In response to plaintiffs' suit, defendants filed exceptions raising the objections of no right of action, no cause of action, lack of subject matter jurisdiction, prematurity (failure to exhaust administrative remedies), and improper cumulation of actions. In response to BESE's intervention, the DOA defendants filed exceptions raising the objections of no cause of action, lack of subject matter jurisdiction, prematurity, and improper cumulation.
On August 13, 2014, the trial court denied defendants' objections as to plaintiffs' petition. A judgment was signed in accordance with this ruling on August 26, 2014. Defendants sought supervisory review of the trial court's ruling, and on November 14, 2014, this court issued the following:
WRIT REFERRED TO THE PANEL TO WHICH THE YET-TO-BE LODGED APPEAL OF THE SEPTEMBER 10, 2014 JUDGMENT GRANTING [PLAINTIFFS'] AND THE BOARD OF ELEMENTARY AND SECONDARY EDUCATION'S PETITIONS FOR INJUNCTIVE RELIEF IS ASSIGNED.
Hill v. Jindal, 2014-1484 (La.App. 1 Cir. 11/14/14) (unpublished writ action).
The motions for preliminary injunction filed by plaintiffs and BESE proceeded to hearing on August 18, 2014, at which time the trial court also considered the DOA defendants' exceptions as to BESE's intervention. The trial court heard testimony, considered documentary evidence introduced by the parties, and took the matter under advisement. The trial court submitted a written ruling on August 19, 2014, granting the motions for preliminary injunction filed by plaintiffs and BESE, seeking to enjoin defendants from enforcing, applying, and/or implementing, in whole or in part, Governor Jindal's Executive Orders Nos. BJ 2014-6 and BJ 2014-7, and OCR's June 18, 2014 suspension of State issued contracts relating to the implementation of State educational assessments. The trial court further denied the DOA defendants' exceptions related to BESE's intervention. The trial court signed a judgment on September 10, 2014, providing, in pertinent part, as follows:
IT IS HEREBY ORDERED, ADJUDGED AND DECREED, that the exceptions of prematurity, no cause of action, lack of subject matter jurisdiction, and improper cumulation of actions be and are hereby DENIED.

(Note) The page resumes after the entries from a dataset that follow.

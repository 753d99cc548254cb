use lakesweep_core::{Engine, Error, Granularity};
use std::fs;
use std::time::{Duration, Instant};
use tempfile::tempdir;

#[test]
fn test_start_stop_restart() {
    let tmp = tempdir().unwrap();
    let root = tmp.path().join("lake");
    fs::create_dir_all(&root).unwrap();

    let engine = Engine::open(tmp.path().join("test.db")).unwrap();
    assert!(!engine.is_scheduled());

    engine
        .schedule_interval(&root, Granularity::Entity, 1000.0, 60)
        .unwrap();
    assert!(engine.is_scheduled());

    // A second start while running reports busy.
    assert!(matches!(
        engine.schedule_interval(&root, Granularity::Entity, 1000.0, 60),
        Err(Error::SchedulerBusy)
    ));
    assert!(matches!(
        engine.schedule_daily(&root, Granularity::Entity, 1000.0, 3, 0),
        Err(Error::SchedulerBusy)
    ));

    // stop() joins the worker; the worker polls once per second, so this
    // must return promptly even though the interval is an hour.
    let started = Instant::now();
    engine.schedule_stop().unwrap();
    assert!(started.elapsed() < Duration::from_secs(5));
    assert!(!engine.is_scheduled());

    // After a stop, a fresh start succeeds.
    engine
        .schedule_interval(&root, Granularity::Entity, 1000.0, 60)
        .unwrap();
    assert!(engine.is_scheduled());
    engine.schedule_stop().unwrap();
    assert!(!engine.is_scheduled());
}

#[test]
fn test_next_run_present_only_while_running() {
    let tmp = tempdir().unwrap();
    let root = tmp.path().join("lake");
    fs::create_dir_all(&root).unwrap();

    let engine = Engine::open(tmp.path().join("test.db")).unwrap();
    assert_eq!(engine.status().unwrap().next_run, "");

    engine
        .schedule_daily(&root, Granularity::Entity, 1000.0, 3, 30)
        .unwrap();
    let next = engine.status().unwrap().next_run;
    assert!(!next.is_empty());
    // "YYYY-MM-DD HH:MM" at the configured minute.
    assert!(next.ends_with(":30"), "unexpected next_run format: {}", next);

    engine.schedule_stop().unwrap();
    assert_eq!(engine.status().unwrap().next_run, "");
}

#[test]
fn test_schedule_persists_settings() {
    let tmp = tempdir().unwrap();
    let root = tmp.path().join("lake");
    fs::create_dir_all(&root).unwrap();
    let db_path = tmp.path().join("test.db");

    let engine = Engine::open(&db_path).unwrap();
    engine
        .schedule_daily(&root, Granularity::Entity, 1000.0, 4, 45)
        .unwrap();

    let db = lakesweep_core::storage::Database::open(&db_path).unwrap();
    let settings = db.get_scheduler_settings().unwrap();
    assert_eq!(settings.hour, 4);
    assert_eq!(settings.minute, 45);
    assert!(settings.is_enabled);

    engine.schedule_stop().unwrap();
    assert!(!db.get_scheduler_settings().unwrap().is_enabled);
}

#[test]
fn test_invalid_schedule_inputs_rejected() {
    let tmp = tempdir().unwrap();
    let root = tmp.path().join("lake");
    fs::create_dir_all(&root).unwrap();

    let engine = Engine::open(tmp.path().join("test.db")).unwrap();
    assert!(matches!(
        engine.schedule_daily(&root, Granularity::Entity, 1000.0, 24, 0),
        Err(Error::InvalidInput(_))
    ));
    assert!(matches!(
        engine.schedule_daily(&root, Granularity::Entity, 1000.0, 3, 60),
        Err(Error::InvalidInput(_))
    ));
    assert!(matches!(
        engine.schedule_interval(&root, Granularity::Entity, 1000.0, 0),
        Err(Error::InvalidInput(_))
    ));
    assert!(!engine.is_scheduled());
}

#[test]
fn test_shutdown_stops_worker() {
    let tmp = tempdir().unwrap();
    let root = tmp.path().join("lake");
    fs::create_dir_all(&root).unwrap();

    let engine = Engine::open(tmp.path().join("test.db")).unwrap();
    engine
        .schedule_interval(&root, Granularity::Entity, 1000.0, 60)
        .unwrap();

    engine.shutdown();
    assert!(!engine.is_scheduled());
}
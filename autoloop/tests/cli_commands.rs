//! CLI tests: spawn the autoloop binary and check exit codes and output.

use std::path::Path;
use std::process::{Command, Output};

use autoloop::exit_codes;
use autoloop::io::init::RunPaths;
use autoloop::io::task_store::write_tasks;
use autoloop::test_support::task;

fn autoloop(dir: &Path, args: &[&str]) -> Output {
    Command::new(env!("CARGO_BIN_EXE_autoloop"))
        .current_dir(dir)
        .args(args)
        .output()
        .expect("spawn autoloop")
}

fn stdout(output: &Output) -> String {
    String::from_utf8_lossy(&output.stdout).into_owned()
}

#[test]
fn authorize_exit_codes_follow_decision() {
    let temp = tempfile::tempdir().expect("tempdir");

    let allowed = autoloop(temp.path(), &["authorize", "git status && cargo test"]);
    assert_eq!(allowed.status.code(), Some(exit_codes::OK));
    assert_eq!(stdout(&allowed).trim(), "allow");

    let piped = autoloop(temp.path(), &["authorize", "echo hi | rm -rf /", "--preset", "full"]);
    assert_eq!(piped.status.code(), Some(exit_codes::DENIED));
    assert!(stdout(&piped).starts_with("deny:"));

    let chmod = autoloop(temp.path(), &["authorize", "chmod 777 file.txt"]);
    assert_eq!(chmod.status.code(), Some(exit_codes::DENIED));
    assert!(stdout(&chmod).contains("777"));
}

#[test]
fn authorize_deny_wins_over_allow() {
    let temp = tempfile::tempdir().expect("tempdir");
    let base = ["authorize", "docker ps", "--preset", "readonly", "--allow", "docker"];

    let allowed = autoloop(temp.path(), &base);
    assert_eq!(allowed.status.code(), Some(exit_codes::OK));

    let mut denied_args = base.to_vec();
    denied_args.extend(["--deny", "docker"]);
    let denied = autoloop(temp.path(), &denied_args);
    assert_eq!(denied.status.code(), Some(exit_codes::DENIED));
}

#[test]
fn start_then_inspect_fresh_run() {
    let temp = tempfile::tempdir().expect("tempdir");

    let start = autoloop(temp.path(), &["start", "--kind", "builder", "--spec", "A todo CLI"]);
    assert_eq!(start.status.code(), Some(exit_codes::OK), "{start:?}");
    assert!(stdout(&start).contains("started builder run"));

    let next = autoloop(temp.path(), &["next"]);
    assert_eq!(next.status.code(), Some(exit_codes::OK));
    assert_eq!(stdout(&next).trim(), "initialize");

    let validate = autoloop(temp.path(), &["validate"]);
    assert_eq!(validate.status.code(), Some(exit_codes::OK), "{validate:?}");

    let status = autoloop(temp.path(), &["status", "--json"]);
    assert_eq!(status.status.code(), Some(exit_codes::OK));
    let json: serde_json::Value = serde_json::from_slice(&status.stdout).expect("status json");
    assert_eq!(json["phase"], "fresh");
    assert_eq!(json["kind"], "builder");

    let again = autoloop(temp.path(), &["start", "--kind", "builder", "--spec", "A todo CLI"]);
    assert!(stdout(&again).contains("resumed builder run"));
}

#[test]
fn start_without_spec_is_invalid_and_writes_nothing() {
    let temp = tempfile::tempdir().expect("tempdir");
    let start = autoloop(temp.path(), &["start", "--kind", "feature"]);
    assert_eq!(start.status.code(), Some(exit_codes::INVALID));
    assert!(!RunPaths::new(temp.path()).run_dir.exists());
}

#[test]
fn run_before_start_is_invalid() {
    let temp = tempfile::tempdir().expect("tempdir");
    let run = autoloop(temp.path(), &["run"]);
    assert_eq!(run.status.code(), Some(exit_codes::INVALID));
    assert!(String::from_utf8_lossy(&run.stderr).contains("run not started"));
}

#[test]
fn next_reports_eligible_task_and_validate_flags_bad_graph() {
    let temp = tempfile::tempdir().expect("tempdir");
    let start = autoloop(temp.path(), &["start", "--kind", "bugfix", "--spec", "crash on empty input"]);
    assert_eq!(start.status.code(), Some(exit_codes::OK));

    let paths = RunPaths::new(temp.path());
    let mut state: serde_json::Value =
        serde_json::from_str(&std::fs::read_to_string(&paths.state_path).expect("state"))
            .expect("state json");
    state["initialized"] = serde_json::Value::Bool(true);
    std::fs::write(&paths.state_path, state.to_string()).expect("write state");
    write_tasks(&paths.tasks_path, &[task("repro", &[]), task("fix", &["repro"])]).expect("tasks");

    let next = autoloop(temp.path(), &["next"]);
    assert_eq!(next.status.code(), Some(exit_codes::OK));
    assert_eq!(stdout(&next).trim(), "repro");

    write_tasks(&paths.tasks_path, &[task("fix", &["missing"])]).expect("tasks");
    let validate = autoloop(temp.path(), &["validate"]);
    assert_eq!(validate.status.code(), Some(exit_codes::INVALID));
    assert!(stdout(&validate).contains("missing"));
}
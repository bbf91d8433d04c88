//! Orchestration for starting (or resuming) a run.
//!
//! A run is tied to one working directory. Starting it writes `.autoloop/`
//! with the run state, an empty task list, default config and the sandbox
//! declaration. Starting again with the same kind resumes the existing record.

use std::path::Path;

use anyhow::{Context, Result, bail};
use chrono::{DateTime, Utc};
use tracing::{debug, info, warn};

use crate::auth::AuthorizationPolicy;
use crate::core::run::RunKind;
use crate::io::config::{LoopConfig, load_config, write_config};
use crate::io::init::{RunPaths, discard_run_dir, ensure_layout};
use crate::io::run_state::{RunState, load_run_state_or_none, write_run_state};
use crate::io::sandbox::{SandboxDeclaration, write_sandbox};
use crate::io::task_store::write_tasks;

/// Parameters of `autoloop start`.
#[derive(Debug, Clone)]
pub struct StartRequest {
    pub kind: RunKind,
    pub model: Option<String>,
    /// Preset plus explicit allow/deny; inferred programs are filled in here.
    pub policy: AuthorizationPolicy,
    /// Discard an existing run of a different kind.
    pub force: bool,
}

/// Outcome of `autoloop start`.
#[derive(Debug, Clone)]
pub struct StartOutcome {
    pub paths: RunPaths,
    pub state: RunState,
    pub resumed: bool,
}

/// Start or resume a run in `workdir`.
///
/// Nothing is written unless `workdir` is an existing directory and the run
/// kind carries its specification.
pub fn start_run(workdir: &Path, request: StartRequest) -> Result<StartOutcome> {
    start_run_at(workdir, request, Utc::now())
}

pub(crate) fn start_run_at(
    workdir: &Path,
    request: StartRequest,
    now: DateTime<Utc>,
) -> Result<StartOutcome> {
    debug!(workdir = %workdir.display(), kind = %request.kind, "starting run");
    validate_request(workdir, &request)?;

    let paths = RunPaths::new(workdir);
    let existing = load_run_state_or_none(&paths.state_path);

    let StartRequest {
        kind,
        model,
        policy,
        force,
    } = request;
    let policy = policy.with_inferred_from(&kind.specification_text());

    let (state, resumed) = match existing {
        Some(existing) if existing.kind.label() != kind.label() => {
            if !force {
                bail!(
                    "{} already holds a {} run; pass --force to discard it",
                    paths.run_dir.display(),
                    existing.kind
                );
            }
            info!(previous = %existing.kind, "discarding existing run");
            discard_run_dir(&paths)?;
            (RunState::new(kind, workdir.to_path_buf(), model, Some(policy), now), false)
        }
        Some(mut existing) => {
            if existing.kind != kind {
                warn!(kind = %kind, "keeping the stored {} payload on resume", existing.kind);
            }
            info!(sessions = existing.session_count, "resuming run");
            if model.is_some() {
                existing.model = model;
            }
            existing.policy = Some(policy);
            existing.updated_at = now;
            (existing, true)
        }
        None => {
            info!(kind = %kind, "creating run");
            (RunState::new(kind, workdir.to_path_buf(), model, Some(policy), now), false)
        }
    };

    ensure_layout(&paths)?;
    write_run_state(&paths.state_path, &state).context("write state.json")?;

    if !paths.tasks_path.exists() {
        write_tasks(&paths.tasks_path, &[]).context("write tasks.json")?;
    }
    let config = if paths.config_path.exists() {
        load_config(&paths.config_path)?
    } else {
        let config = LoopConfig::default();
        write_config(&paths.config_path, &config).context("write config.toml")?;
        config
    };

    let preset = state.policy.as_ref().map(|p| p.preset).unwrap_or_default();
    let sandbox =
        SandboxDeclaration::for_run(workdir, &config.sandbox.read_only_paths, preset);
    write_sandbox(&paths.sandbox_path, &sandbox).context("write sandbox.json")?;

    Ok(StartOutcome {
        paths,
        state,
        resumed,
    })
}

fn validate_request(workdir: &Path, request: &StartRequest) -> Result<()> {
    if !workdir.is_dir() {
        bail!("invalid run directory: {} is not a directory", workdir.display());
    }
    if !request.kind.has_specification() {
        bail!("missing specification for {} run", request.kind);
    }
    if let RunKind::Migrator { source_dir, .. } = &request.kind {
        let source = workdir.join(source_dir);
        if !source.is_dir() {
            bail!("migration source {} is not a directory", source.display());
        }
    }
    Ok(())
}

IT IS FURTHER ORDERED, ADJUDGED AND DECREED, that the motions for preliminary injunction filed by plaintiffs and by the Louisiana Board of Elementary and Secondary Education be and are hereby GRANTED, and that all defendants and anyone acting or purporting to act on behalf of any of them are hereby enjoined, restrained and prohibited from enforcing, applying and/or implementing, in whole or in part, Governor Jindal's Executive Orders Nos. BJ 2014-6 and BJ 2014-7, as well as the suspension of contracts related to state educational assessments, specifically including the 2003 and 2011 contracts with Data Recognition Corporation, together with all amendments to such contracts.
Pertinent Background Facts and Information
Pursuant to La. Const, art. VIII, § 1, the Legislature shall provide for the education of the people of the State and shall establish and maintain a public educational system. At the direction of the Legislature, BESE is given the power to supervise and control the State's public schools and implement the Legislature's educational policy. Aguillard v. Treen, 440 So.2d 704, 709 (La. 1983); La. Const, art. VIII, § 3(A).
During the August 18, 2014 hearing on the motions for preliminary injunction, State Superintendent of Education, for the Department of Education ("DOE"), John White testified at length regarding the issues leading up to this lawsuit. He indicated he had been hired as superintendent in January 2012. Superintendent White discussed the Louisiana Education Assessment Program ("LEAP"), which he explained was part of the Louisiana Competency-Based Education Program and was first implemented in 1999, to establish an education system based on benchmarks. See La. R.S. 17:24.4(A)(1), (2). He noted that the LEAP program includes a series of tests for grades three through eleven in English, Math, Social Studies, and Science, and BESE and DOE are charged with implementing the program in the school system. Superintendent White added that over time, these tests have changed as the needs and expectations of the school system have evolved. Superintendent White further testified that the results of these LEAP assessments have significant consequences for the superintendents of local school systems and affect school ratings, teacher evaluations, and compensation, and determine whether students are promoted to the next grade level or retained.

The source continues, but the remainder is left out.